A definition of SOGICE promoted by the survivors group is “any formal or informal practice, activity or treatment (in any setting) that seeks, or is used, to suppress, eliminate or change a person’s sexual or romantic orientation, gender identity, or gender expression, where that change is deemed necessary due to the instigator’s belief in or adherence to conversion ideology (see the SOGICE Survivor Statement for a detailed explanation of LGBTQA+ conversion ideology).”
The ACT bill’s definition is “sexuality or gender identity conversion practice means a treatment or other practice the purpose, or purported purpose, of which is to change a person’s sexuality or gender identity.”
A key question is whether activity to “suppress” expression of an orientation or gender identity will be regarded as “change”, under the new law. The second category may be more likely, given that “identity” differs in some respects from “orientation”, and is more linked to outward signing, such as clothing codes for example. (A homosexual teen won’t necessarily dress in a certain way, but a trans child is more likely to)
In addition, would praying to change a sexual orientation or gender identity be captured by the bill’s scope?
“Any practice to ‘change’ a ‘person’s sexuality or gender identity’ will be criminal.” – John Steenhof
The SOGICE Survivors definition captures at least many of the examples Steenhof cites. The practical effect of the bill could turn on tricky questions such as “did a preacher or pray-er expect people to change?”
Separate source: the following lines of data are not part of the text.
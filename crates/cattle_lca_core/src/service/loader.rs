//! Eager construction of every resource wrapper for one country.
//!
//! # Responsibility
//! - Read the five resource tables once and build their wrappers.
//! - Release the store connection before any lookup happens.
//!
//! # Invariants
//! - A `Loader` exists only if all five tables were read successfully.
//! - The bound country never changes; a new country needs a new `Loader`.
//! - Lookups through a `Loader` never touch the store.

use crate::config;
use crate::db::{CountryCode, DbResult, TableStore};
use crate::model::animal_features::AnimalFeatures;
use crate::model::columns::{
    concentrate as concentrate_col, grass as grass_col, upstream as upstream_col,
};
use crate::model::concentrate::Concentrate;
use crate::model::emissions_factors::EmissionsFactors;
use crate::model::grass::Grass;
use crate::model::upstream::Upstream;
use log::{error, info};
use rusqlite::Connection;
use std::path::Path;
use std::time::Instant;

/// All resource wrappers for one country.
#[derive(Debug, Clone, PartialEq)]
pub struct Loader {
    country: CountryCode,
    grass: Grass,
    concentrates: Concentrate,
    upstream: Upstream,
    animal_features: AnimalFeatures,
    emissions_factors: EmissionsFactors,
}

impl Loader {
    /// Loads from the configured resource store (see `config::database_path`).
    ///
    /// # Errors
    /// - `DbError::StoreUnavailable` when the store cannot be opened.
    /// - Any table read or wrapper construction error, first failure wins.
    pub fn new(country: impl Into<CountryCode>) -> DbResult<Self> {
        Self::open(config::database_path(), country)
    }

    /// Loads from the resource database file at `path`.
    pub fn open(path: impl AsRef<Path>, country: impl Into<CountryCode>) -> DbResult<Self> {
        Self::from_store(TableStore::open(path, country.into())?)
    }

    /// Loads from an open connection, e.g. a seeded in-memory store.
    pub fn from_connection(conn: Connection, country: impl Into<CountryCode>) -> DbResult<Self> {
        Self::from_store(TableStore::new(conn, country.into()))
    }

    /// Builds every wrapper from `store`, then drops it.
    pub fn from_store(store: TableStore) -> DbResult<Self> {
        let started_at = Instant::now();
        let country = store.country().clone();
        info!(
            "event=loader_build module=service status=start country={}",
            country
        );

        match Self::build(&store) {
            Ok(loader) => {
                info!(
                    "event=loader_build module=service status=ok country={} grass={} concentrates={} upstream={} animal_features={} emissions_factors={} duration_ms={}",
                    country,
                    loader.grass.len(),
                    loader.concentrates.len(),
                    loader.upstream.len(),
                    loader.animal_features.is_loaded(),
                    loader.emissions_factors.is_loaded(),
                    started_at.elapsed().as_millis()
                );
                Ok(loader)
            }
            Err(err) => {
                error!(
                    "event=loader_build module=service status=error country={} duration_ms={} error={}",
                    country,
                    started_at.elapsed().as_millis(),
                    err
                );
                Err(err)
            }
        }
    }

    fn build(store: &TableStore) -> DbResult<Self> {
        let country = store.country().clone();
        let grass = Grass::from_rows(store.grass_data(Some(grass_col::GRASS_GENUS))?)?;
        let concentrates =
            Concentrate::from_rows(store.concentrate_data(Some(concentrate_col::CON_TYPE))?)?;
        let upstream = Upstream::from_rows(store.upstream_data(Some(upstream_col::UPSTREAM_TYPE))?)?;
        let animal_features =
            AnimalFeatures::from_rows(store.animal_features_data(None)?, country.as_str())?;
        let emissions_factors =
            EmissionsFactors::from_rows(store.emissions_factor_data(None)?, country.as_str())?;

        Ok(Self {
            country,
            grass,
            concentrates,
            upstream,
            animal_features,
            emissions_factors,
        })
    }

    pub fn country(&self) -> &CountryCode {
        &self.country
    }

    pub fn grass(&self) -> &Grass {
        &self.grass
    }

    pub fn concentrates(&self) -> &Concentrate {
        &self.concentrates
    }

    pub fn upstream(&self) -> &Upstream {
        &self.upstream
    }

    pub fn animal_features(&self) -> &AnimalFeatures {
        &self.animal_features
    }

    pub fn emissions_factors(&self) -> &EmissionsFactors {
        &self.emissions_factors
    }

    /// `true` when every wrapper holds data for the bound country.
    pub fn is_complete(&self) -> bool {
        self.grass.is_loaded()
            && self.concentrates.is_loaded()
            && self.upstream.is_loaded()
            && self.animal_features.is_loaded()
            && self.emissions_factors.is_loaded()
    }
}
Steenhof believes that “any practice to ‘change’ a ‘person’s sexuality or gender identity’ will be criminal.”
“This is so undefined that it could criminalise parents who provide advice directed at abstinence or celibacy or who encourage their child to love the body they were born with.”
Steenhof believes that the bill is broader than it needs to be and has effects which are “disproportionate to the harms that the Conversion Bill seeks to prevent.”
The bill provides criminal penalties for imposing change efforts on vulnerable people or minors. Compensation with no financial limits can be imposed by the ACAT (ACT Civil & Administrative Tribunal).
A faith based school has been chastised by the ACT goverment “for making parents aware of the government’s authoritarian anti-conversion bill” according to the Australian Christian Lobby. It is likely the debate over the bill will engage passions on both sides.
The Human Rights Law Alliance is a not-for-profit law firm specialising in religious freedom, speech and conscience and has links to the Australian Christian Lobby.